Viele Lombarden – und davon nehme ich mich nicht aus – verbringen ihre Sommerferien oder Wochenenden an den malerischen Ufern des Comer Sees. Die Reiseführer verweisen natürlich auf die großen Hotels oder die heute unbewohnten Patriziervillen, die Regenbogenpresse dagegen auf George Clooneys Villa, wo sich stets Trauben von Menschen einfinden, um wenigstens einen flüchtigen Blick auf das Profil des Hollywoodstars hinter den getönten Scheiben seines vorbeifahrenden Mercedes erhaschen zu können – so als wäre er eine neue „weltliche“ Erscheinung. Da hat Giuseppe Frangi schon einen anderen Vorschlag: den Aufstieg zu dieser unvergeßlichen Naturbühne, dem Marienheiligtum von Ossuccio, mit seiner lieblichen Muttergottes aus weißem Marmor, dem Jesuskind, das mit einem kleinen Vogel spielt; diese von Kapellen gesäumte Route mit mindestens 230 Statuen, fünf Figuren mit Kropf (ein endemisches Syndrom der Vergangenheit), sechs Pferden, neun anderen Tieren und vielen lebensecht wirkenden Szenen.
Kreuzigung Jesu, Kapelle 10, Detail
Ich habe zuerst Montevecchia erwähnt, ein Marienheiligtum in der Nähe von Lecco.
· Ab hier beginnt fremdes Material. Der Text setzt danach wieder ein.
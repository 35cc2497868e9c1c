//! Server settings, read from the environment.

use std::net::SocketAddr;
use std::str::FromStr;
use std::time::Duration;

use crate::cache::CacheConfig;
use crate::circuit_breaker::CircuitBreakerConfig;
use crate::siri::SiriConfig;

/// Errors while reading settings.
#[derive(Debug, Clone, PartialEq, Eq, thiserror::Error)]
pub enum ConfigError {
    #[error("missing required setting {0}")]
    Missing(&'static str),

    #[error("invalid value for {key}: {value:?}")]
    Invalid { key: &'static str, value: String },
}

/// Everything the server needs to start.
#[derive(Debug, Clone)]
pub struct Settings {
    pub siri: SiriConfig,
    pub cache: CacheConfig,
    pub bind_addr: SocketAddr,
}

impl Settings {
    /// Read settings from process environment variables.
    pub fn from_env() -> Result<Self, ConfigError> {
        Self::from_lookup(|key| std::env::var(key).ok())
    }

    /// Read settings through `lookup`, which maps a variable name to its
    /// value (if set).
    ///
    /// Required: `SIRI_ID`, `SIRI_URL`, `SIRI_REQUESTOR_REF`. Everything else
    /// has a default.
    pub fn from_lookup<F>(lookup: F) -> Result<Self, ConfigError>
    where
        F: Fn(&str) -> Option<String>,
    {
        let id = required(&lookup, "SIRI_ID")?;
        let url = required(&lookup, "SIRI_URL")?;
        let requestor_ref = required(&lookup, "SIRI_REQUESTOR_REF")?;

        let breaker_defaults = CircuitBreakerConfig::default();
        let circuit_breaker = CircuitBreakerConfig::new(
            parsed(&lookup, "CIRCUIT_BREAKER_MAX_SIRI_FAIL")?
                .unwrap_or(breaker_defaults.failure_threshold),
            parsed(&lookup, "CIRCUIT_BREAKER_SIRI_TIMEOUT_S")?
                .map(Duration::from_secs)
                .unwrap_or(breaker_defaults.reset_timeout),
        );

        let mut siri = SiriConfig::new(id, url, requestor_ref).with_circuit_breaker(circuit_breaker);
        if let Some(tag) = lookup("SIRI_OBJECT_ID_TAG") {
            siri = siri.with_object_id_tag(tag);
        }
        if let Some(tag) = lookup("SIRI_DESTINATION_ID_TAG") {
            siri = siri.with_destination_id_tag(tag);
        }
        if let Some(secs) = parsed(&lookup, "SIRI_TIMEOUT_S")? {
            siri = siri.with_timeout(Duration::from_secs(secs));
        }

        let cache_defaults = CacheConfig::default();
        let cache = CacheConfig {
            ttl: parsed(&lookup, "CACHE_TIMEOUT_SIRI")?
                .map(Duration::from_secs)
                .unwrap_or(cache_defaults.ttl),
            max_capacity: parsed(&lookup, "CACHE_MAX_CAPACITY")?
                .unwrap_or(cache_defaults.max_capacity),
        };

        let bind_addr = parsed(&lookup, "BIND_ADDR")?
            .unwrap_or_else(|| SocketAddr::from(([127, 0, 0, 1], 3000)));

        Ok(Self {
            siri,
            cache,
            bind_addr,
        })
    }
}

fn required<F>(lookup: &F, key: &'static str) -> Result<String, ConfigError>
where
    F: Fn(&str) -> Option<String>,
{
    lookup(key)
        .filter(|v| !v.is_empty())
        .ok_or(ConfigError::Missing(key))
}

fn parsed<F, T>(lookup: &F, key: &'static str) -> Result<Option<T>, ConfigError>
where
    F: Fn(&str) -> Option<String>,
    T: FromStr,
{
    lookup(key)
        .map(|value| {
            value
                .trim()
                .parse()
                .map_err(|_| ConfigError::Invalid { key, value })
        })
        .transpose()
}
Lassen Sie mich nun diesen kurzen Besuch bei den Heiligen Bergen mit Worten schließen, die wohl jeder kennt: „Ade, ihr Berge, die ihr aus den Wassern aufragt und euch zum Himmel erhebt;ihr ungleichmäßig gezackten Gipfel, vertraut dem unter euch Aufgewachsenen...“ Wer erinnert sich nicht an diesen herzzerreißenden Abschied von den Bergen Leccos, den Manzoni in den Brautleuten beschreibt? Gewiß, diese Berge sind der Resegone, die Grigne und die Höhen des Sees von Lecco. Und doch empfindet man diese Sehnsucht so viel mehr, wenn man nach dem Frieden und der Stille eines Sanktuariums eines Heiligen Berges wieder hinabsteigt in den Lärm und die Hektik der Städte unten im Tal. Es ist dasselbe Heimweh, dieselbe Freude am Heiligtum, die in den Psalmen zum Ausdruck gebracht wird: „Wohl denen, die wohnen in deinem Haus, die dich allzeit loben. Wohl den Menschen, die Kraft finden in Dir, wenn sie sich zur Wallfahrt rüsten“ (Ps 84,5-6).